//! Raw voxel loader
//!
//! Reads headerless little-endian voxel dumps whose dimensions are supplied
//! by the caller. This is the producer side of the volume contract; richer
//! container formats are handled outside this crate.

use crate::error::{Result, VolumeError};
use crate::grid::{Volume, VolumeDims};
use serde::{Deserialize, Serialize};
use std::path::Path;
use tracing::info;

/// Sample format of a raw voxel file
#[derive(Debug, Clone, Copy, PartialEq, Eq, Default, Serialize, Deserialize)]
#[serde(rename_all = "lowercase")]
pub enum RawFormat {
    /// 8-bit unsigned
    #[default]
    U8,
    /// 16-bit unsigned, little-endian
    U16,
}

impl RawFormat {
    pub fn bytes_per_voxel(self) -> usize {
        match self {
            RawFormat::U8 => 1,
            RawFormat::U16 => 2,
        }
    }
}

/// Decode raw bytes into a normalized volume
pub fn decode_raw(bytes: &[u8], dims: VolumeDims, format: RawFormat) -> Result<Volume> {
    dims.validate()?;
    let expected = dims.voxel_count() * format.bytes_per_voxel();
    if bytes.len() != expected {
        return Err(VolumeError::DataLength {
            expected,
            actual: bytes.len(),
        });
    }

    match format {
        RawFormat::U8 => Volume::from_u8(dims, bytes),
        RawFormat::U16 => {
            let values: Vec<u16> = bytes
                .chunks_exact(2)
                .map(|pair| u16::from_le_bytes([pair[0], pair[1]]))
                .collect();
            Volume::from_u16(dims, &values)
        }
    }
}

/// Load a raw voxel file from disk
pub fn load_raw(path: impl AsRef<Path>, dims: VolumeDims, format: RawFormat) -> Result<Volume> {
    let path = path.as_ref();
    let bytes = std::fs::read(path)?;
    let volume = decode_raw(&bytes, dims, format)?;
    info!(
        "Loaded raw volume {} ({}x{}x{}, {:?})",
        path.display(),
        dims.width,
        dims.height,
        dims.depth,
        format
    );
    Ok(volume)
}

--

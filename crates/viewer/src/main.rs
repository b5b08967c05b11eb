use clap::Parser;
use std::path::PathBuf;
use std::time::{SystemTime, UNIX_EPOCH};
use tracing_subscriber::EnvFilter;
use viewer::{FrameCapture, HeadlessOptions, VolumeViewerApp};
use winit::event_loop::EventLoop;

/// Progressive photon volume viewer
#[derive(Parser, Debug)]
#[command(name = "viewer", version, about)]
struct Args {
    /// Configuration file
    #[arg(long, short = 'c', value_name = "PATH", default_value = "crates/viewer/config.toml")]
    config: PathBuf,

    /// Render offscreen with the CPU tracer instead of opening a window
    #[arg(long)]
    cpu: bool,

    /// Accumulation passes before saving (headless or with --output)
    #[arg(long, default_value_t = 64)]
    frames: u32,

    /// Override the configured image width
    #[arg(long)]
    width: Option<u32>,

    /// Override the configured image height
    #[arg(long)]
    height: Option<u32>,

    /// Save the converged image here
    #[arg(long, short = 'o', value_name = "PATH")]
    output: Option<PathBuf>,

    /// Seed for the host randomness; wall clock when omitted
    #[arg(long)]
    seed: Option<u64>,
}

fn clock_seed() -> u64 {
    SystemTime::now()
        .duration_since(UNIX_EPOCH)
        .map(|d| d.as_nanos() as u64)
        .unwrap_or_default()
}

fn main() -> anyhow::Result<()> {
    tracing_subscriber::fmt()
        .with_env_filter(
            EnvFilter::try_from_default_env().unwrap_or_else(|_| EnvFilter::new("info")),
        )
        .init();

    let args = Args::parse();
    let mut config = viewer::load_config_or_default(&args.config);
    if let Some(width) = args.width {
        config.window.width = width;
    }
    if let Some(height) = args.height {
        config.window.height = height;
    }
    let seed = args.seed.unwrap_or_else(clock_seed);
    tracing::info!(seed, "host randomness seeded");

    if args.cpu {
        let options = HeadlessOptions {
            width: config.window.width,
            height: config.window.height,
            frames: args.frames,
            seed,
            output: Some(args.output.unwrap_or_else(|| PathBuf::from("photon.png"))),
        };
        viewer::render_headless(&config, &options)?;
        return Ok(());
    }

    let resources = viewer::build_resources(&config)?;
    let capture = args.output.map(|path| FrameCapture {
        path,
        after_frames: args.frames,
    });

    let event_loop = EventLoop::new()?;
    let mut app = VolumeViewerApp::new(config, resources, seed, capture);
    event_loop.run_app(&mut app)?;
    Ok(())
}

---

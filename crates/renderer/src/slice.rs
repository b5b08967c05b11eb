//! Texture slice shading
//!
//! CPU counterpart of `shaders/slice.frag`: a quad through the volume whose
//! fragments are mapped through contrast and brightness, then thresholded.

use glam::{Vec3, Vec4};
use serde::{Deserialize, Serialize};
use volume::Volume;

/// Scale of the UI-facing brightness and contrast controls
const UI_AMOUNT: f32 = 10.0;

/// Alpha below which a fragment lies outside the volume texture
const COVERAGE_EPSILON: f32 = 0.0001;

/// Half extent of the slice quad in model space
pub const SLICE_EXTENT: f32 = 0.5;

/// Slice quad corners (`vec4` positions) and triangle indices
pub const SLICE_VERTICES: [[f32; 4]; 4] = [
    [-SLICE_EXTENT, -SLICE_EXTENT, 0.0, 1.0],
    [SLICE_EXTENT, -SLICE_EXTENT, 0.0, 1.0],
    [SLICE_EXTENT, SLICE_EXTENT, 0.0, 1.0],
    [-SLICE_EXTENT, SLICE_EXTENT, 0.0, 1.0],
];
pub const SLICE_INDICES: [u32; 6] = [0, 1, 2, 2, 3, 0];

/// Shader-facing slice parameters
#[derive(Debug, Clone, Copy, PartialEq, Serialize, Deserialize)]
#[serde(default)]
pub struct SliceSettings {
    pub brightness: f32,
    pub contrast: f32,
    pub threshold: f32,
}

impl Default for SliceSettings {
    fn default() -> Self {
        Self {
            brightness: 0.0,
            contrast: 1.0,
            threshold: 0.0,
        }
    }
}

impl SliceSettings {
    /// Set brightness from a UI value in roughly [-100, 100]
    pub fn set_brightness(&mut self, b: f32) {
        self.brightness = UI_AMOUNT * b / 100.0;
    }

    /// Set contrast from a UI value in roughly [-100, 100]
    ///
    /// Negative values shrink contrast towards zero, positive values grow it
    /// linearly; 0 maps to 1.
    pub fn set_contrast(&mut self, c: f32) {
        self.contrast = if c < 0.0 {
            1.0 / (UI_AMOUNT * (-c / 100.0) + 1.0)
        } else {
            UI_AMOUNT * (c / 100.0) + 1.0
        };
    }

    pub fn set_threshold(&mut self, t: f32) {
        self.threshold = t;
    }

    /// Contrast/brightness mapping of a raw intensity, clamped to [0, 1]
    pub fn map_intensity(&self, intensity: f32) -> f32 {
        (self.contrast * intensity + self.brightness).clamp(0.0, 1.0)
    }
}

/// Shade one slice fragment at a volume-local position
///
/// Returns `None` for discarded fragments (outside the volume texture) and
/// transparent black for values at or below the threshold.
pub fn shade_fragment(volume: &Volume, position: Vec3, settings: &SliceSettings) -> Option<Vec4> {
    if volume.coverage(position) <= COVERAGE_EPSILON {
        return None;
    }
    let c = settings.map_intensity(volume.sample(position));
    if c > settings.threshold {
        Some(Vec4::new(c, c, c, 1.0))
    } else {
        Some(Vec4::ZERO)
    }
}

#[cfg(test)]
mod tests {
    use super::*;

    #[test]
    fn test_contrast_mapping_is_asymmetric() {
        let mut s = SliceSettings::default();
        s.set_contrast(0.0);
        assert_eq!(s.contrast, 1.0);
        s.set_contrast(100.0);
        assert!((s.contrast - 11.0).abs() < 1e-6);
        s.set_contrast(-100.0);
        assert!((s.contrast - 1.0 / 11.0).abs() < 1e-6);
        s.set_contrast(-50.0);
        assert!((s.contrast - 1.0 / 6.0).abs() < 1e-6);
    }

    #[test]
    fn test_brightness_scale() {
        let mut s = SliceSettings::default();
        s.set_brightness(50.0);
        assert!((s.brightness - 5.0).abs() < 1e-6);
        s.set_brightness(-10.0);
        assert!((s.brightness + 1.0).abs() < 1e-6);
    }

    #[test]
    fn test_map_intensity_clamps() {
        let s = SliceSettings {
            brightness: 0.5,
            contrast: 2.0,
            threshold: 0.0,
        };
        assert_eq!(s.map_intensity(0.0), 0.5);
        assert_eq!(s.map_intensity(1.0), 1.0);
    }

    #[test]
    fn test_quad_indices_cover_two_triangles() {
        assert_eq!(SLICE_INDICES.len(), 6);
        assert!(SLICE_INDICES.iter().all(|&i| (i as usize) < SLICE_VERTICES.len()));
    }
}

WORK REQUIRED
Write out only the lines that run from the line containing "Raw voxel loader" through the line containing "a normalized volume", both included, exactly as they appear above.

FINISHED EXERCISE
//! Raw voxel loader
//!
//! Reads headerless little-endian voxel dumps whose dimensions are supplied
//! by the caller. This is the producer side of the volume contract; richer
//! container formats are handled outside this crate.

use crate::error::{Result, VolumeError};
use crate::grid::{Volume, VolumeDims};
use serde::{Deserialize, Serialize};
use std::path::Path;
use tracing::info;

/// Sample format of a raw voxel file
#[derive(Debug, Clone, Copy, PartialEq, Eq, Default, Serialize, Deserialize)]
#[serde(rename_all = "lowercase")]
pub enum RawFormat {
    /// 8-bit unsigned
    #[default]
    U8,
    /// 16-bit unsigned, little-endian
    U16,
}

impl RawFormat {
    pub fn bytes_per_voxel(self) -> usize {
        match self {
            RawFormat::U8 => 1,
            RawFormat::U16 => 2,
        }
    }
}

/// Decode raw bytes into a normalized volume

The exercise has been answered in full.